**Work instruction:** A word-for-word restatement of every entry is what is needed here.

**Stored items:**
*****
//! HTTP-equivalent status and sub-status codes carried by replica responses.
//!
//! Replicas answer with a status code plus an optional sub-status that
//! refines it. The pair drives failure classification: a `410` alone means
//! the replica is gone, `410/1007` means the partition key range is in the
//! middle of a split, and so on.

use std::fmt;

use serde::{Deserialize, Serialize};

/// HTTP-equivalent status code of a replica response.
#[derive(Debug, Clone, Copy, PartialEq, Eq, PartialOrd, Ord, Hash, Serialize, Deserialize)]
pub struct StatusCode(pub u16);

impl StatusCode {
    /// 200
    pub const OK: Self = Self(200);
    /// 201
    pub const CREATED: Self = Self(201);
    /// 204
    pub const NO_CONTENT: Self = Self(204);
    /// 304
    pub const NOT_MODIFIED: Self = Self(304);
    /// 400
    pub const BAD_REQUEST: Self = Self(400);
    /// 401
    pub const UNAUTHORIZED: Self = Self(401);
    /// 403
    pub const FORBIDDEN: Self = Self(403);
    /// 404
    pub const NOT_FOUND: Self = Self(404);
    /// 408
    pub const REQUEST_TIMEOUT: Self = Self(408);
    /// 409
    pub const CONFLICT: Self = Self(409);
    /// 410
    pub const GONE: Self = Self(410);
    /// 412
    pub const PRECONDITION_FAILED: Self = Self(412);
    /// 449: optimistic concurrency conflict, retry shortly.
    pub const RETRY_WITH: Self = Self(449);
    /// 503
    pub const SERVICE_UNAVAILABLE: Self = Self(503);

    /// Whether the status denotes success (2xx).
    pub fn is_success(self) -> bool {
        (200..300).contains(&self.0)
    }
}

impl fmt::Display for StatusCode {
    fn fmt(&self, f: &mut fmt::Formatter<'_>) -> fmt::Result {
        write!(f, "{}", self.0)
    }
}

/// Sub-status refining a [`StatusCode`].
#[derive(
    Debug, Clone, Copy, PartialEq, Eq, PartialOrd, Ord, Hash, Default, Serialize, Deserialize,
)]
pub struct SubStatus(pub u32);

impl SubStatus {
    /// No sub-status.
    pub const NONE: Self = Self(0);
    /// `410`: the collection was recreated under the same name.
    pub const NAME_CACHE_STALE: Self = Self(1000);
    /// `410`: the partition key range no longer exists (it was split).
    pub const PARTITION_KEY_RANGE_GONE: Self = Self(1002);
    /// `404`: no replica has caught up to the session token yet.
    pub const READ_SESSION_NOT_AVAILABLE: Self = Self(1002);
    /// `410`: the partition key range is being split.
    pub const COMPLETING_SPLIT: Self = Self(1007);
    /// `410`: the partition is being migrated.
    pub const COMPLETING_PARTITION_MIGRATION: Self = Self(1008);
}

impl fmt::Display for SubStatus {
    fn fmt(&self, f: &mut fmt::Formatter<'_>) -> fmt::Result {
        write!(f, "{}", self.0)
    }
}

#[cfg(test)]
mod tests {
    use super::*;

    #[test]
    fn test_success_range() {
        assert!(StatusCode::OK.is_success());
        assert!(StatusCode::NO_CONTENT.is_success());
        assert!(!StatusCode::NOT_MODIFIED.is_success());
        assert!(!StatusCode::GONE.is_success());
    }
}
*****
**Solved exercise:**
//! HTTP-equivalent status and sub-status codes carried by replica responses.
//!
//! Replicas answer with a status code plus an optional sub-status that
//! refines it. The pair drives failure classification: a `410` alone means
//! the replica is gone, `410/1007` means the partition key range is in the
//! middle of a split, and so on.

use std::fmt;

use serde::{Deserialize, Serialize};

/// HTTP-equivalent status code of a replica response.
#[derive(Debug, Clone, Copy, PartialEq, Eq, PartialOrd, Ord, Hash, Serialize, Deserialize)]
pub struct StatusCode(pub u16);

impl StatusCode {
    /// 200
    pub const OK: Self = Self(200);
    /// 201
    pub const CREATED: Self = Self(201);
    /// 204
    pub const NO_CONTENT: Self = Self(204);
    /// 304
    pub const NOT_MODIFIED: Self = Self(304);
    /// 400
    pub const BAD_REQUEST: Self = Self(400);
    /// 401
    pub const UNAUTHORIZED: Self = Self(401);
    /// 403
    pub const FORBIDDEN: Self = Self(403);
    /// 404
    pub const NOT_FOUND: Self = Self(404);
    /// 408
    pub const REQUEST_TIMEOUT: Self = Self(408);
    /// 409
    pub const CONFLICT: Self = Self(409);
    /// 410
    pub const GONE: Self = Self(410);
    /// 412
    pub const PRECONDITION_FAILED: Self = Self(412);
    /// 449: optimistic concurrency conflict, retry shortly.
    pub const RETRY_WITH: Self = Self(449);
    /// 503
    pub const SERVICE_UNAVAILABLE: Self = Self(503);

    /// Whether the status denotes success (2xx).
    pub fn is_success(self) -> bool {
        (200..300).contains(&self.0)
    }
}

impl fmt::Display for StatusCode {
    fn fmt(&self, f: &mut fmt::Formatter<'_>) -> fmt::Result {
        write!(f, "{}", self.0)
    }
}

/// Sub-status refining a [`StatusCode`].
#[derive(
    Debug, Clone, Copy, PartialEq, Eq, PartialOrd, Ord, Hash, Default, Serialize, Deserialize,
)]
pub struct SubStatus(pub u32);

impl SubStatus {
    /// No sub-status.
    pub const NONE: Self = Self(0);
    /// `410`: the collection was recreated under the same name.
    pub const NAME_CACHE_STALE: Self = Self(1000);
    /// `410`: the partition key range no longer exists (it was split).
    pub const PARTITION_KEY_RANGE_GONE: Self = Self(1002);
    /// `404`: no replica has caught up to the session token yet.
    pub const READ_SESSION_NOT_AVAILABLE: Self = Self(1002);
    /// `410`: the partition key range is being split.
    pub const COMPLETING_SPLIT: Self = Self(1007);
    /// `410`: the partition is being migrated.
    pub const COMPLETING_PARTITION_MIGRATION: Self = Self(1008);
}

impl fmt::Display for SubStatus {
    fn fmt(&self, f: &mut fmt::Formatter<'_>) -> fmt::Result {
        write!(f, "{}", self.0)
    }
}

#[cfg(test)]
mod tests {
    use super::*;

    #[test]
    fn test_success_range() {
        assert!(StatusCode::OK.is_success());
        assert!(StatusCode::NO_CONTENT.is_success());
        assert!(!StatusCode::NOT_MODIFIED.is_success());
        assert!(!StatusCode::GONE.is_success());
    }
}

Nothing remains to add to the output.